A good paragraph is characterized by unity, coherence, and adequate development.
Unity:
State the main idea of the paragraph in a clearly constructed topic sentence. Make sure each
sentence is related to the central thought.

Coherence:
Arrange ideas in a clear, logical order. Provide appropriate transitions to the subsequent
paragraph.

Adequate development:
Develop your paragraphs with specific details and examples.

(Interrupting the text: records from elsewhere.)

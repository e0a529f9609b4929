//! Commit hook that writes each snapshot to disk.

use crate::store::SnapshotSink;
use sim_core::GameState;
use std::path::PathBuf;
use std::sync::Arc;
use tracing::warn;

/// Saves every `every`-th commit. A failed write is logged and the game
/// carries on.
pub struct AutosaveSink {
    path: PathBuf,
    every: u64,
    commits: u64,
}

impl AutosaveSink {
    pub fn new(path: PathBuf, every: u64) -> Self {
        Self {
            path,
            every: every.max(1),
            commits: 0,
        }
    }
}

impl SnapshotSink for AutosaveSink {
    fn on_commit(&mut self, snapshot: &Arc<GameState>) {
        self.commits += 1;
        if self.commits % self.every != 0 {
            return;
        }
        if let Err(err) = persistence::save_to_path(&self.path, snapshot) {
            warn!(path = %self.path.display(), error = %err, "autosave failed");
        }
    }
}
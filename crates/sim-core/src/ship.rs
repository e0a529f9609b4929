//! The player's starship and the component catalog.

use crate::resources::Resources;
use serde::{Deserialize, Serialize};
use std::fmt;

/// Ship statistics. Hulls define the baseline; other components add to it.
#[derive(Clone, Copy, Debug, Default, PartialEq, Eq, Serialize, Deserialize)]
pub struct ShipStats {
    pub speed: u32,
    pub cargo: u32,
    pub combat: u32,
    pub research: u32,
    pub crew_capacity: u32,
}

impl ShipStats {
    /// Field-wise saturating sum.
    pub fn plus(&self, delta: &ShipStats) -> ShipStats {
        ShipStats {
            speed: self.speed.saturating_add(delta.speed),
            cargo: self.cargo.saturating_add(delta.cargo),
            combat: self.combat.saturating_add(delta.combat),
            research: self.research.saturating_add(delta.research),
            crew_capacity: self.crew_capacity.saturating_add(delta.crew_capacity),
        }
    }
}

/// Component categories that can be bought.
#[derive(Clone, Copy, Debug, PartialEq, Eq, Hash, Serialize, Deserialize)]
#[serde(rename_all = "lowercase")]
pub enum ComponentCategory {
    Hull,
    Engine,
    Cargo,
    Weapons,
    Research,
    Quarters,
}

impl fmt::Display for ComponentCategory {
    fn fmt(&self, f: &mut fmt::Formatter<'_>) -> fmt::Result {
        let s = match self {
            ComponentCategory::Hull => "hull",
            ComponentCategory::Engine => "engine",
            ComponentCategory::Cargo => "cargo",
            ComponentCategory::Weapons => "weapons",
            ComponentCategory::Research => "research",
            ComponentCategory::Quarters => "quarters",
        };
        f.write_str(s)
    }
}

/// Installed component names, one per non-hull slot.
#[derive(Clone, Debug, Default, PartialEq, Eq, Serialize, Deserialize)]
pub struct ShipComponents {
    pub engine: String,
    pub cargo: String,
    pub weapons: String,
    pub research: String,
    pub quarters: String,
}

impl ShipComponents {
    /// Slot for a category; `None` for hulls, which are not a slot.
    pub fn slot_mut(&mut self, category: ComponentCategory) -> Option<&mut String> {
        match category {
            ComponentCategory::Hull => None,
            ComponentCategory::Engine => Some(&mut self.engine),
            ComponentCategory::Cargo => Some(&mut self.cargo),
            ComponentCategory::Weapons => Some(&mut self.weapons),
            ComponentCategory::Research => Some(&mut self.research),
            ComponentCategory::Quarters => Some(&mut self.quarters),
        }
    }
}

#[derive(Clone, Debug, PartialEq, Eq, Serialize, Deserialize)]
pub struct Ship {
    pub name: String,
    pub hull: String,
    pub components: ShipComponents,
    pub stats: ShipStats,
}

impl Ship {
    /// Install a catalog component. Hulls replace the stats record and the
    /// hull designation; anything else replaces its slot and adds its deltas.
    pub fn install(&mut self, spec: &ComponentSpec) {
        match self.components.slot_mut(spec.category) {
            None => {
                self.hull = spec.name.clone();
                self.stats = spec.stats;
            }
            Some(slot) => {
                *slot = spec.name.clone();
                self.stats = self.stats.plus(&spec.stats);
            }
        }
    }
}

/// A purchasable component. For hulls `stats` is the full baseline; for
/// other categories it is the delta added on install.
#[derive(Clone, Debug, PartialEq, Eq, Serialize, Deserialize)]
pub struct ComponentSpec {
    pub category: ComponentCategory,
    pub name: String,
    pub cost: Resources,
    pub stats: ShipStats,
}

#[cfg(test)]
mod tests {
    use super::*;

    fn ship() -> Ship {
        Ship {
            name: "Test".into(),
            hull: "Scout".into(),
            components: ShipComponents {
                engine: "Ion Drive".into(),
                ..ShipComponents::default()
            },
            stats: ShipStats {
                speed: 10,
                cargo: 100,
                combat: 5,
                research: 5,
                crew_capacity: 6,
            },
        }
    }

    #[test]
    fn hull_replaces_stats() {
        let mut s = ship();
        let hull = ComponentSpec {
            category: ComponentCategory::Hull,
            name: "Frigate".into(),
            cost: Resources::ZERO,
            stats: ShipStats {
                speed: 8,
                cargo: 200,
                combat: 15,
                research: 5,
                crew_capacity: 10,
            },
        };
        s.install(&hull);
        assert_eq!(s.hull, "Frigate");
        assert_eq!(s.stats, hull.stats);
        assert_eq!(s.components.engine, "Ion Drive");
    }

    #[test]
    fn slot_component_adds_deltas() {
        let mut s = ship();
        let engine = ComponentSpec {
            category: ComponentCategory::Engine,
            name: "Fusion Drive".into(),
            cost: Resources::ZERO,
            stats: ShipStats {
                speed: 5,
                ..ShipStats::default()
            },
        };
        s.install(&engine);
        assert_eq!(s.components.engine, "Fusion Drive");
        assert_eq!(s.stats.speed, 15);
        assert_eq!(s.stats.cargo, 100);
        assert_eq!(s.hull, "Scout");
    }
}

Strategies for adequate development:
Elaborate:
Spell out the details by defining, or by clarifying and adding relevant, pertinent information.

I llustrate:
Paint a verbal picture that helps make or clarify your point(s). Well illustrated pieces are easier to
read and follow than those on a high level of abstraction.

Argue:
Give the reasons, justifications, and rationales for the position or view you have taken in the
topic sentence. Draw inferences for the reader and explain the significance of assertions or
claims being made.

Narrate:
Relate the historical development of the phenomenon at issue.

Process:
Describe how something works.

Describe:
Observe without preconceived categories.

Classify:
Organize phenomena or ideas into larger categories that share common characteristics.

Analyze:
Divide phenomena or ideas into elements.

Compare and Contrast:
Show similarities and differences between two or more phenomena or ideas.

Relate:
Show correlations and causes (beware of logical fallacies, however!)

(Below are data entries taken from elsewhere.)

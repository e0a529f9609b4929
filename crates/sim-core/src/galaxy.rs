//! Star systems and planets.

use crate::resources::ResourceKind;
use serde::{Deserialize, Serialize};
use std::fmt;

/// Name and type used for the stand-in planet of an unexplored system.
pub const PLACEHOLDER_PLANET: &str = "Unknown";

#[derive(Clone, Copy, Debug, PartialEq, Eq, Serialize, Deserialize)]
#[serde(rename_all = "lowercase")]
pub enum SystemStatus {
    Unexplored,
    Explored,
}

#[derive(Clone, Copy, Debug, PartialEq, Eq, Hash, Serialize, Deserialize)]
pub enum PlanetType {
    Unknown,
    Terrestrial,
    GasGiant,
    Ice,
    Desert,
    Ocean,
    Volcanic,
}

impl PlanetType {
    /// Types a surveyed planet can have.
    pub const SURVEYABLE: [PlanetType; 6] = [
        PlanetType::Terrestrial,
        PlanetType::GasGiant,
        PlanetType::Ice,
        PlanetType::Desert,
        PlanetType::Ocean,
        PlanetType::Volcanic,
    ];
}

/// Resource tag found on a planet.
#[derive(Clone, Copy, Debug, PartialEq, Eq, Hash, Serialize, Deserialize)]
#[serde(rename_all = "snake_case")]
pub enum PlanetResource {
    Unknown,
    Energy,
    Minerals,
    Food,
    Influence,
    Water,
    RareElements,
}

impl PlanetResource {
    /// Tags a surveyed planet can carry.
    pub const SURVEYABLE: [PlanetResource; 6] = [
        PlanetResource::Energy,
        PlanetResource::Minerals,
        PlanetResource::Food,
        PlanetResource::Influence,
        PlanetResource::Water,
        PlanetResource::RareElements,
    ];

    /// The tracked ledger resource this tag feeds, if any.
    pub fn tracked(self) -> Option<ResourceKind> {
        match self {
            PlanetResource::Energy => Some(ResourceKind::Energy),
            PlanetResource::Minerals => Some(ResourceKind::Minerals),
            PlanetResource::Food => Some(ResourceKind::Food),
            PlanetResource::Influence => Some(ResourceKind::Influence),
            PlanetResource::Unknown | PlanetResource::Water | PlanetResource::RareElements => None,
        }
    }
}

impl fmt::Display for PlanetResource {
    fn fmt(&self, f: &mut fmt::Formatter<'_>) -> fmt::Result {
        let s = match self {
            PlanetResource::Unknown => "unknown",
            PlanetResource::Energy => "energy",
            PlanetResource::Minerals => "minerals",
            PlanetResource::Food => "food",
            PlanetResource::Influence => "influence",
            PlanetResource::Water => "water",
            PlanetResource::RareElements => "rare elements",
        };
        f.write_str(s)
    }
}

#[derive(Clone, Debug, PartialEq, Eq, Serialize, Deserialize)]
pub struct Planet {
    pub name: String,
    #[serde(rename = "type")]
    pub kind: PlanetType,
    pub resources: Vec<PlanetResource>,
    #[serde(default)]
    pub developed: bool,
}

impl Planet {
    /// The stand-in planet shown before a system is surveyed.
    pub fn placeholder() -> Self {
        Self {
            name: PLACEHOLDER_PLANET.to_string(),
            kind: PlanetType::Unknown,
            resources: vec![PlanetResource::Unknown],
            developed: false,
        }
    }

    pub fn is_placeholder(&self) -> bool {
        self.kind == PlanetType::Unknown
    }
}

#[derive(Clone, Copy, Debug, Default, PartialEq, Eq, Serialize, Deserialize)]
pub struct Coordinates {
    pub x: i32,
    pub y: i32,
}

#[derive(Clone, Debug, PartialEq, Eq, Serialize, Deserialize)]
pub struct StarSystem {
    pub name: String,
    pub status: SystemStatus,
    pub planets: Vec<Planet>,
    #[serde(default)]
    pub trade_routes: Vec<String>,
    pub coordinates: Coordinates,
}

impl StarSystem {
    /// A fresh unexplored system carrying the placeholder planet.
    pub fn unexplored(name: impl Into<String>, x: i32, y: i32) -> Self {
        Self {
            name: name.into(),
            status: SystemStatus::Unexplored,
            planets: vec![Planet::placeholder()],
            trade_routes: Vec::new(),
            coordinates: Coordinates { x, y },
        }
    }

    pub fn is_explored(&self) -> bool {
        self.status == SystemStatus::Explored
    }

    /// Index of the first planet that can still be colonized, in list order.
    pub fn first_undeveloped(&self) -> Option<usize> {
        self.planets
            .iter()
            .position(|p| !p.developed && !p.is_placeholder())
    }

    pub fn undeveloped_count(&self) -> usize {
        self.planets
            .iter()
            .filter(|p| !p.developed && !p.is_placeholder())
            .count()
    }
}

"Do's and Don'ts" of Formal Writing

Rule no. 1. Do not use contractions (like "don't, wouldn't, shouldn't," etc.). Spell out both words
fully e.g. "do not," "would not," "should not," etc.
Rule no. 2. Do not use slang. If you absolutely cannot live without slang, at least place it
in quotation marks ("Like hey man, lose the groovy lingo. You dig? Later man.")
Rule no. 3. Do not use cliches. Overused and hackneyed old expressions need to be retired and
are usually vague. Cliches are viewed with dismay by most readers. Using your own words leads
to more precision in your word choice and more meaning for your sentence.
Rule no. 4. Do not use the words "really" or "very" to try to emphasize a point (e.g. It was
"really, very" important.) These are almost always unnecessary filler words in spoken language
and the written sentence will sound better without the unneeded redundancy (e.g. "It was
important.")
Rule no. 5. Do not make up words by turning nouns into verbs e.g. "journaling" instead of the
more correct and older "journalizing." Use your Merriam-Webster dictionary.

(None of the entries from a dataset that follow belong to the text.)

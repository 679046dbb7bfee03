//! Gear system: rarities, slots, pieces, and gate generation.

pub mod equipment;
pub mod generation;
pub mod types;

pub use equipment::*;
pub use generation::*;
pub use types::*;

Rule no. 6. Do use page numbers and a title. Make your title interesting rather something dull
like "Written Assignment 57."
Rule no. 7. Do say exactly what you mean using precise word choices and
giving specific information to support your proposition or thesis. Define your terms.
Rule no. 8. Do tell your reader something new about the subject. Say something significant and
important. Do not blather on. Say something thoughtful and intelligent. This will usually require
some brainstorming, list making, outlining, and other prewriting.
Rule no. 9. Do start off with a clear thesis statement of the main idea. Make sure the first
paragraph leaves a good first impression with a thesis statement, fluent writing, and no
mechanical errors.
Rule no. 10. Do write better than you speak. With writing you have the opportunity to catch and
correct all of those sloppy little things we tend to do in our spoken English.